Hazret-i ALLAH’TAN lutfedilen tavır ve hareketlerimizle, lisan-ı hal ile yakarmayı ve istemeyi bilelim. Nazargah-ı ilahi olan kalbe yolu uğramayan arzu ve isteklerin huzur-ı ilahiden iltifat gördüğü ender görülür. Kalpten beyine geçen gönül yolu, ehl-i halin ehl-i aşkın yoludur. Beyinden kalbe akış ise ilmel yakından öteye yolu muhaldir. Muhammet İkbal’in uyarısını gönül kulağı ile dinle, tefekkür et. Rahmet-i ilahi olan sebeplere tevessül etmeden maddeyi de manayı da elde etmek zehabına kapılmak safdillik olur. Bu saflık tertemiz safiyet değil, kusura bakma, salaklıktır.

“İlim toplayıp yığmışsın, gönlü ihmal etmişsin, o kaybettiğin servete acıyorum.”
Ey beni Adem ! Sen Adem’e musahhar kılınan mahluk ve eşya değilsin. Hazret-i ALLAH’ın bilinmesine vesile kıldığı, yaratılışın sırrı ve çekirdeğisin. Diğer mahlukata benzer yönün aşikar, amma sen mana denizi insan olmaya müsait yaratılmış beni ademsin. Aşk-ı ilahiden yaratıldın. Yaratanını bilmeye müsait kılındın. Aczini bildiğin kadar yaratıcını bilmene imkan ve fırsat verildi.

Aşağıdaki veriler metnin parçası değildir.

//! chromiumoxide 实现的页面渲染
//!
//! 一次运行只启动一个浏览器，每个周期使用新的页面。

use std::path::PathBuf;
use std::time::Duration;

use async_trait::async_trait;
use chromiumoxide::cdp::browser_protocol::emulation::SetScriptExecutionDisabledParams;
use chromiumoxide::cdp::browser_protocol::network::EventLoadingFailed;
use chromiumoxide::cdp::js_protocol::runtime::{
    EventConsoleApiCalled, EventExceptionThrown, RemoteObject,
};
use chromiumoxide::{Browser, Page};
use futures::StreamExt;
use serde_json::Value as JsonValue;
use tokio::sync::Mutex;
use tokio::task::JoinHandle;
use tracing::{debug, info, warn};

use super::{connect_to_browser, launch_headless_browser, PageRenderer, RenderedPage};
use crate::error::{AcquisitionError, AppError, AppResult};
use crate::infrastructure::JsExecutor;

/// 浏览器选项
#[derive(Debug, Clone)]
pub struct BrowserOptions {
    /// 浏览器可执行文件，None 时自动查找
    pub chrome_executable: Option<PathBuf>,
    /// 连接已有浏览器的调试端口，None 时启动新的无头浏览器
    pub debug_port: Option<u16>,
    /// 导航超时
    pub navigation_timeout: Duration,
}

struct BrowserHandle {
    browser: Browser,
    handler: JoinHandle<()>,
    owned: bool,
}

/// 基于 Chromium 的渲染器
///
/// 浏览器在第一次需要页面时才启动
pub struct ChromiumRenderer {
    options: BrowserOptions,
    handle: Mutex<Option<BrowserHandle>>,
}

impl ChromiumRenderer {
    pub fn new(options: BrowserOptions) -> Self {
        Self {
            options,
            handle: Mutex::new(None),
        }
    }

    /// 创建一个新的空白页面，必要时先启动浏览器
    async fn new_blank_page(&self) -> AppResult<Page> {
        let mut guard = self.handle.lock().await;

        if guard.is_none() {
            let (browser, handler, owned) = match self.options.debug_port {
                Some(port) => {
                    let (browser, handler) = connect_to_browser(port).await?;
                    (browser, handler, false)
                }
                None => {
                    let (browser, handler) =
                        launch_headless_browser(self.options.chrome_executable.as_deref()).await?;
                    (browser, handler, true)
                }
            };
            *guard = Some(BrowserHandle {
                browser,
                handler,
                owned,
            });
        }

        let handle = guard.as_ref().ok_or_else(|| AcquisitionError::BrowserLaunch {
            message: "浏览器未初始化".to_string(),
        })?;

        let page = handle
            .browser
            .new_page("about:blank")
            .await
            .map_err(|e| AcquisitionError::PageCreation { source: Box::new(e) })?;

        Ok(page)
    }

    async fn set_scripting(page: &Page, enabled: bool) -> AppResult<()> {
        page.execute(SetScriptExecutionDisabledParams::new(!enabled))
            .await?;
        Ok(())
    }
}

#[async_trait]
impl PageRenderer for ChromiumRenderer {
    async fn open_url(&self, url: &str) -> AppResult<Box<dyn RenderedPage>> {
        let page = self.new_blank_page().await?;
        let listeners = forward_page_events(&page).await;
        let timeout = self.options.navigation_timeout;

        let loaded = async {
            Self::set_scripting(&page, false).await?;
            match tokio::time::timeout(timeout, page.goto(url)).await {
                Ok(Ok(_)) => {}
                Ok(Err(e)) => return Err(AppError::navigation_failed(url, e)),
                Err(_) => {
                    return Err(AcquisitionError::Timeout {
                        what: format!("导航到 {}", url),
                        secs: timeout.as_secs(),
                    }
                    .into())
                }
            }
            Self::set_scripting(&page, true).await
        }
        .await;

        let rendered = ChromiumPage::new(page, listeners);
        if let Err(e) = loaded {
            let _ = Box::new(rendered).close().await;
            return Err(e);
        }

        debug!("页面已载入: {}", url);
        Ok(Box::new(rendered))
    }

    async fn open_html(&self, html: &str) -> AppResult<Box<dyn RenderedPage>> {
        let page = self.new_blank_page().await?;
        let listeners = forward_page_events(&page).await;

        let loaded = async {
            Self::set_scripting(&page, false).await?;
            page.set_content(html).await?;
            Self::set_scripting(&page, true).await
        }
        .await;

        let rendered = ChromiumPage::new(page, listeners);
        if let Err(e) = loaded {
            let _ = Box::new(rendered).close().await;
            return Err(e);
        }

        debug!("已载入 {} 字节的合成页面", html.len());
        Ok(Box::new(rendered))
    }

    async fn shutdown(&self) -> AppResult<()> {
        let Some(mut handle) = self.handle.lock().await.take() else {
            return Ok(());
        };

        if handle.owned {
            info!("关闭浏览器");
            if let Err(e) = handle.browser.close().await {
                warn!("关闭浏览器失败: {}", e);
            }
            let _ = handle.browser.wait().await;
        }
        handle.handler.abort();
        Ok(())
    }
}

/// 一个 Chromium 页面
pub struct ChromiumPage {
    executor: JsExecutor,
    listeners: Vec<JoinHandle<()>>,
}

impl ChromiumPage {
    fn new(page: Page, listeners: Vec<JoinHandle<()>>) -> Self {
        Self {
            executor: JsExecutor::new(page),
            listeners,
        }
    }
}

#[async_trait]
impl RenderedPage for ChromiumPage {
    async fn add_script_url(&self, url: &str) -> AppResult<()> {
        let src = serde_json::to_string(url).map_err(|e| AcquisitionError::Import {
            url: url.to_string(),
            message: e.to_string(),
        })?;
        let script = format!(
            r#"
            new Promise((resolve, reject) => {{
                const script = document.createElement('script');
                script.src = {src};
                script.onload = () => resolve(true);
                script.onerror = () => reject(new Error('无法加载脚本 ' + {src}));
                (document.head || document.documentElement).appendChild(script);
            }})
            "#
        );

        self.executor
            .eval(script)
            .await
            .map_err(|e| AcquisitionError::Import {
                url: url.to_string(),
                message: e.to_string(),
            })?;
        debug!("已加载外部脚本: {}", url);
        Ok(())
    }

    async fn evaluate(&self, script: &str, timeout: Duration) -> AppResult<JsonValue> {
        self.executor.eval_timeout(script, timeout).await
    }

    async fn html(&self) -> AppResult<String> {
        Ok(self.executor.page().content().await?)
    }

    async fn close(self: Box<Self>) -> AppResult<()> {
        for listener in &self.listeners {
            listener.abort();
        }
        let ChromiumPage { executor, .. } = *self;
        executor.into_page().close().await?;
        Ok(())
    }
}

/// 把页面的 console 输出、未捕获异常和失败的请求转发到日志
async fn forward_page_events(page: &Page) -> Vec<JoinHandle<()>> {
    let mut listeners = Vec::new();

    if let Ok(mut events) = page.event_listener::<EventConsoleApiCalled>().await {
        listeners.push(tokio::spawn(async move {
            while let Some(event) = events.next().await {
                let kind: String = format!("{:?}", event.r#type)
                    .chars()
                    .take(3)
                    .collect::<String>()
                    .to_uppercase();
                let text = event
                    .args
                    .iter()
                    .map(describe_remote_object)
                    .collect::<Vec<_>>()
                    .join(" ");
                info!(target: "page", "{}: {}", kind, text);
            }
        }));
    }

    if let Ok(mut events) = page.event_listener::<EventExceptionThrown>().await {
        listeners.push(tokio::spawn(async move {
            while let Some(event) = events.next().await {
                let details = &event.exception_details;
                let message = details
                    .exception
                    .as_ref()
                    .and_then(|e| e.description.clone())
                    .unwrap_or_else(|| details.text.clone());
                warn!(target: "page", "页面异常: {}", message);
            }
        }));
    }

    if let Ok(mut events) = page.event_listener::<EventLoadingFailed>().await {
        listeners.push(tokio::spawn(async move {
            while let Some(event) = events.next().await {
                debug!(target: "page", "请求失败: {}", event.error_text);
            }
        }));
    }

    listeners
}

fn describe_remote_object(object: &RemoteObject) -> String {
    match &object.value {
        Some(JsonValue::String(s)) => s.clone(),
        Some(other) => other.to_string(),
        None => object.description.clone().unwrap_or_default(),
    }
}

Bu fırsatı bildiğin kadar yaratanına hamd ederek, şükrederek, kesir zikrederek, emr-i ilahiye intibak etme zevki ile hayatını idame ettirmeye çaba gösteren, gerçeği hayatının her safhasında görerek, yaratıcına hayranlık duyan, sadık insan ! Hiç şüphen olmasın, bu meziyetlerin hepsi şahit ki, sen yaratanına aşıksın.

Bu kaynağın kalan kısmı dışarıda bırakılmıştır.